Your objective: Nothing should be left out: output all of the entries exactly.

Extracted material:
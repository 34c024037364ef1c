use anyhow::{Context, Result};
use hass_bridge::bridge::Bridge;
use hass_bridge::config::{default_config_path, load_config, BridgeConfig};
use hass_bridge::host::HostIdentity;
use hass_bridge::integrations::start_integrations;
use hass_bridge::mqtt::{ConnectionState, MemoryOutbound, MqttDriver, Transport};
use std::sync::Arc;
use tokio::signal::unix::{signal, SignalKind};
use tracing::{info, warn};

#[tokio::main(flavor = "current_thread")]
async fn main() -> Result<()> {
    // Initialize tracing subscriber
    tracing_subscriber::fmt()
        .with_env_filter(
            tracing_subscriber::EnvFilter::try_from_default_env()
                .unwrap_or_else(|_| "hass_bridge=info".into()),
        )
        .init();

    info!("hass-bridge starting...");

    let config_path = default_config_path();
    let mut config = if config_path.exists() {
        load_config(&config_path)?
    } else {
        warn!(path = %config_path.display(), "Config file not found, using defaults");
        BridgeConfig::default()
    };
    config.apply_env();

    let host = HostIdentity::resolve(&config.host);
    info!(
        hostname = %host.hostname(),
        discovery_prefix = %host.discovery_prefix(),
        broker = %format!("{}:{}", config.mqtt.host, config.mqtt.port),
        dry_run = config.mqtt.dry_run,
        scripts = config.scripts.len(),
        "Configuration loaded"
    );

    // Transport: a real broker connection, or a logging stand-in for dry runs
    let (transport, driver) = if config.mqtt.dry_run {
        let transport = Transport::new(Arc::new(MemoryOutbound::log_only()));
        (transport, None)
    } else {
        let (transport, driver) = MqttDriver::connect(&config.mqtt, &host);
        (transport, Some(driver))
    };

    let bridge = Arc::new(Bridge::new(host, transport.clone()));
    let integrations = start_integrations(bridge.context(), &config);

    let lifecycle = Arc::clone(&bridge);
    let lifecycle_handle = tokio::spawn(async move { lifecycle.run().await });

    let (shutdown, driver_handle) = match driver {
        Some(driver) => {
            let shutdown = driver.shutdown_handle();
            let handle = tokio::spawn(async move {
                if let Err(e) = driver.run().await {
                    tracing::error!(error = %e, "MQTT driver error");
                }
            });
            (Some(shutdown), Some(handle))
        }
        None => {
            info!("Dry run: publishes are logged, no broker connection");
            transport.set_state(ConnectionState::Connected);
            (None, None)
        }
    };

    // Wait for shutdown, handling reconnect requests meanwhile
    let mut reconnect = signal(SignalKind::user_defined1())
        .context("Failed to listen for SIGUSR1")?;
    let mut terminate =
        signal(SignalKind::terminate()).context("Failed to listen for SIGTERM")?;

    loop {
        tokio::select! {
            result = tokio::signal::ctrl_c() => {
                result.context("Failed to listen for ctrl_c signal")?;
                break;
            }
            _ = terminate.recv() => break,
            _ = reconnect.recv() => {
                transport.request_reconnect();
            }
        }
    }

    info!("Shutdown signal received");

    // Graceful shutdown
    for integration in &integrations {
        integration.shutdown();
    }

    if let (Some(shutdown), Some(handle)) = (shutdown, driver_handle) {
        shutdown.shutdown();
        if let Err(e) = handle.await {
            warn!(error = %e, "MQTT driver task failed");
        }
    }

    lifecycle_handle.abort();
    drop(integrations);
    info!("hass-bridge stopped");

    Ok(())
}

Result of this task:
repository 34c024037364ef1c
use anyhow::{Context, Result};
use hass_bridge::bridge::Bridge;
use hass_bridge::config::{default_config_path, load_config, BridgeConfig};
use hass_bridge::host::HostIdentity;
use hass_bridge::integrations::start_integrations;
use hass_bridge::mqtt::{ConnectionState, MemoryOutbound, MqttDriver, Transport};
use std::sync::Arc;
use tokio::signal::unix::{signal, SignalKind};
use tracing::{info, warn};

#[tokio::main(flavor = "current_thread")]
async fn main() -> Result<()> {
    // Initialize tracing subscriber
    tracing_subscriber::fmt()
        .with_env_filter(
            tracing_subscriber::EnvFilter::try_from_default_env()
                .unwrap_or_else(|_| "hass_bridge=info".into()),
        )
        .init();

    info!("hass-bridge starting...");

    let config_path = default_config_path();
    let mut config = if config_path.exists() {
        load_config(&config_path)?
    } else {
        warn!(path = %config_path.display(), "Config file not found, using defaults");
        BridgeConfig::default()
    };
    config.apply_env();

    let host = HostIdentity::resolve(&config.host);
    info!(
        hostname = %host.hostname(),
        discovery_prefix = %host.discovery_prefix(),
        broker = %format!("{}:{}", config.mqtt.host, config.mqtt.port),
        dry_run = config.mqtt.dry_run,
        scripts = config.scripts.len(),
        "Configuration loaded"
    );

    // Transport: a real broker connection, or a logging stand-in for dry runs
    let (transport, driver) = if config.mqtt.dry_run {
        let transport = Transport::new(Arc::new(MemoryOutbound::log_only()));
        (transport, None)
    } else {
        let (transport, driver) = MqttDriver::connect(&config.mqtt, &host);
        (transport, Some(driver))
    };

    let bridge = Arc::new(Bridge::new(host, transport.clone()));
    let integrations = start_integrations(bridge.context(), &config);

    let lifecycle = Arc::clone(&bridge);
    let lifecycle_handle = tokio::spawn(async move { lifecycle.run().await });

    let (shutdown, driver_handle) = match driver {
        Some(driver) => {
            let shutdown = driver.shutdown_handle();
            let handle = tokio::spawn(async move {
                if let Err(e) = driver.run().await {
                    tracing::error!(error = %e, "MQTT driver error");
                }
            });
            (Some(shutdown), Some(handle))
        }
        None => {
            info!("Dry run: publishes are logged, no broker connection");
            transport.set_state(ConnectionState::Connected);
            (None, None)
        }
    };

    // Wait for shutdown, handling reconnect requests meanwhile
    let mut reconnect = signal(SignalKind::user_defined1())
        .context("Failed to listen for SIGUSR1")?;
    let mut terminate =
        signal(SignalKind::terminate()).context("Failed to listen for SIGTERM")?;

    loop {
        tokio::select! {
            result = tokio::signal::ctrl_c() => {
                result.context("Failed to listen for ctrl_c signal")?;
                break;
            }
            _ = terminate.recv() => break,
            _ = reconnect.recv() => {
                transport.request_reconnect();
            }
        }
    }

    info!("Shutdown signal received");

    // Graceful shutdown
    for integration in &integrations {
        integration.shutdown();
    }

    if let (Some(shutdown), Some(handle)) = (shutdown, driver_handle) {
        shutdown.shutdown();
        if let Err(e) = handle.await {
            warn!(error = %e, "MQTT driver task failed");
        }
    }

    lifecycle_handle.abort();
    drop(integrations);
    info!("hass-bridge stopped");

    Ok(())
}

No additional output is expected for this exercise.